’Waves of emotion’ for victim’s family
Crown seeking over four years
Emily Sheane’s father and boyfriend were worried when the 25-year-old was late getting home from work last March 9.
So they hopped in the car and retraced the route she would have taken from her job at Joe Fortes in Vancouver’s West End to her home in Burnaby.
What they came upon was devastating — emergency workers and Sheane’s smashedup Corolla at the intersection of Moscrop Street and Willingdon Avenue, just five minutes from her home.
The young woman was dead, after a speeding Range Rover driven by longtime United Nations gang member Ibrahim Ali ran a red light and struck the driver’s side of her car.
Ali has pleaded guilty to dangerous driving causing death and failure to stop at an accident. His sentencing hearing started Thursday at Vancouver Provincial Court.
Crown Jonas Dow told Judge Harbans Dhillon that Ali should be sentenced to between four and four-and-a-half years in jail.
He described the horror of Sheane’s dad and longtime boyfriend Andrew arriving at the accident scene.
Dow read from victim impact statements prepared by Sheane’s family and friends, who packed the gallery of Courtroom 307, hugging and weeping throughout the afternoon.
Sheane’s mother Judy said: “It’s every parent’s nightmare to have your daughter say she’s on her way home and she doesn’t show up.”
Sheane’s sister Jenny Berger said she has been overcome for months with “waves of emotion and pain, bringing with it crippling anxiety.”
Outside court, Berger said she feels let down by the sentence being proposed for Ali, who has a lengthy criminal history.
Ali’s lawyer Scott Wright told Dhillon that a three-year sentence would be more appropriate for Ali, whose life was “spiralling out of control” in the months before the fatal collision. Ali lost his grandfather in January 2016, who “was the closest there was to a father figure in his life,” Wright said.
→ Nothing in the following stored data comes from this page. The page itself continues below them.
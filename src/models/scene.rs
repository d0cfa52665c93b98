//! Scene documents returned by the imagery platform.

use chrono::{DateTime, Utc};
use serde::{Deserialize, Serialize};
use serde_json::{Map, Value};

/// Placeholder for scene attributes the platform did not report.
const MISSING: &str = "N/A";

/// A single satellite capture as reported by the imagery platform.
#[derive(Debug, Clone, Deserialize)]
pub struct Scene {
    /// Acquisition timestamp of the capture.
    pub acquired: DateTime<Utc>,

    /// Raw property bag from the platform's catalog entry.
    #[serde(default)]
    pub properties: Map<String, Value>,
}

/// Named scene attributes surfaced to API clients.
///
/// Field names follow the Landsat Level-2 product vocabulary; every attribute
/// falls back to the literal string `"N/A"` when the platform omits it.
#[derive(Debug, Clone, Serialize, Deserialize, PartialEq)]
pub struct SceneMetadata {
    #[serde(rename = "Landsat_Product_Identifier_L2")]
    pub product_id_l2: String,
    #[serde(rename = "Landsat_Product_Identifier_L1")]
    pub product_id_l1: String,
    #[serde(rename = "Landsat_Scene_Identifier")]
    pub scene_id: String,
    #[serde(rename = "Date_Acquired")]
    pub date_acquired: String,
    #[serde(rename = "Collection_Category")]
    pub collection_category: String,
    #[serde(rename = "Collection_Number")]
    pub collection_number: String,
    #[serde(rename = "WRS_Path")]
    pub wrs_path: String,
    #[serde(rename = "WRS_Row")]
    pub wrs_row: String,
    #[serde(rename = "Nadir_Off_Nadir")]
    pub nadir_off_nadir: String,
    #[serde(rename = "Roll_Angle")]
    pub roll_angle: String,
    #[serde(rename = "Date_Product_Generated_L2")]
    pub date_generated_l2: String,
    #[serde(rename = "Date_Product_Generated_L1")]
    pub date_generated_l1: String,
    #[serde(rename = "Start_Time")]
    pub start_time: String,
    #[serde(rename = "Stop_Time")]
    pub stop_time: String,
    #[serde(rename = "Station_Identifier")]
    pub station_id: String,
    #[serde(rename = "Day_Night_Indicator")]
    pub day_night: String,
    #[serde(rename = "Land_Cloud_Cover")]
    pub land_cloud_cover: String,
    #[serde(rename = "Scene_Cloud_Cover_L1")]
    pub scene_cloud_cover_l1: String,
    #[serde(rename = "Ground_Control_Points_Model")]
    pub gcp_model: String,
    #[serde(rename = "Ground_Control_Points_Version")]
    pub gcp_version: String,
    #[serde(rename = "Geometric_RMSE_Model")]
    pub geometric_rmse: String,
    #[serde(rename = "Geometric_RMSE_Model_X")]
    pub geometric_rmse_x: String,
    #[serde(rename = "Geometric_RMSE_Model_Y")]
    pub geometric_rmse_y: String,
    #[serde(rename = "Processing_Software_Version")]
    pub processing_software: String,
    #[serde(rename = "Sun_Elevation_L0RA")]
    pub sun_elevation: String,
    #[serde(rename = "Sun_Azimuth_L0RA")]
    pub sun_azimuth: String,
    #[serde(rename = "Data_Type_L2")]
    pub data_type_l2: String,
    #[serde(rename = "Sensor_Identifier")]
    pub sensor_id: String,
    #[serde(rename = "Satellite")]
    pub satellite: String,
}

impl SceneMetadata {
    /// Extract the metadata mapping from a platform property bag.
    pub fn from_properties(properties: &Map<String, Value>) -> Self {
        let get = |key: &str| property_string(properties, key);

        Self {
            product_id_l2: get("LANDSAT_PRODUCT_ID"),
            product_id_l1: get("LANDSAT_SCENE_ID"),
            scene_id: get("LANDSAT_SCENE_ID"),
            date_acquired: get("DATE_ACQUIRED"),
            collection_category: get("COLLECTION_CATEGORY"),
            collection_number: get("COLLECTION_NUMBER"),
            wrs_path: get("WRS_PATH"),
            wrs_row: get("WRS_ROW"),
            nadir_off_nadir: get("NADIR_OFF_NADIR"),
            roll_angle: get("ROLL_ANGLE"),
            date_generated_l2: get("DATE_PRODUCT_GENERATED_L2"),
            date_generated_l1: get("DATE_PRODUCT_GENERATED_L1"),
            start_time: get("SCENE_CENTER_TIME"),
            stop_time: get("SCENE_CENTER_TIME"),
            station_id: get("STATION_ID"),
            day_night: get("DAY_NIGHT_INDICATOR"),
            land_cloud_cover: get("LAND_CLOUD_COVER"),
            scene_cloud_cover_l1: get("CLOUD_COVER"),
            gcp_model: get("GROUND_CONTROL_POINTS_MODEL"),
            gcp_version: get("GROUND_CONTROL_POINTS_VERSION"),
            geometric_rmse: get("GEOMETRIC_RMSE_MODEL"),
            geometric_rmse_x: get("GEOMETRIC_RMSE_MODEL_X"),
            geometric_rmse_y: get("GEOMETRIC_RMSE_MODEL_Y"),
            processing_software: get("PROCESSING_SOFTWARE_VERSION"),
            sun_elevation: get("SUN_ELEVATION"),
            sun_azimuth: get("SUN_AZIMUTH"),
            data_type_l2: get("DATA_TYPE_L2"),
            sensor_id: get("SENSOR_ID"),
            satellite: get("SPACECRAFT_ID"),
        }
    }
}

/// Render a catalog property as a display string, `"N/A"` when absent.
///
/// The platform reports cloud cover and geometry figures as JSON numbers and
/// identifiers as strings; both are surfaced as strings to the client.
fn property_string(properties: &Map<String, Value>, key: &str) -> String {
    match properties.get(key) {
        Some(Value::String(s)) => s.clone(),
        Some(Value::Number(n)) => n.to_string(),
        Some(Value::Bool(b)) => b.to_string(),
        Some(Value::Null) | None => MISSING.to_string(),
        Some(other) => other.to_string(),
    }
}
Neither Dow nor Wright mentioned Ali’s link to the notorious gang that was documented in an earlier trial.
Between 2007, when Ali was still a teen, and 2012 he had 20 convictions, Dow said, including for assault, uttering threats, obstructing a peace officer, trafficking, break and enter, possession of a firearm and robbery.
Ali’s conduct after the accident was an aggravating factor, Dow said.
Both Ali and his passenger Nicole Vrban ran off as passersby tried to help Sheane.
They called a taxi, then hid out at a Burnaby motel until they got another vehicle. When the duo were arrested in Creston, Ali lied about who he was.
Ali, 26, wiped his eyes with his head down throughout the submissions. The sentencing hearing was adjourned to Dec. 21.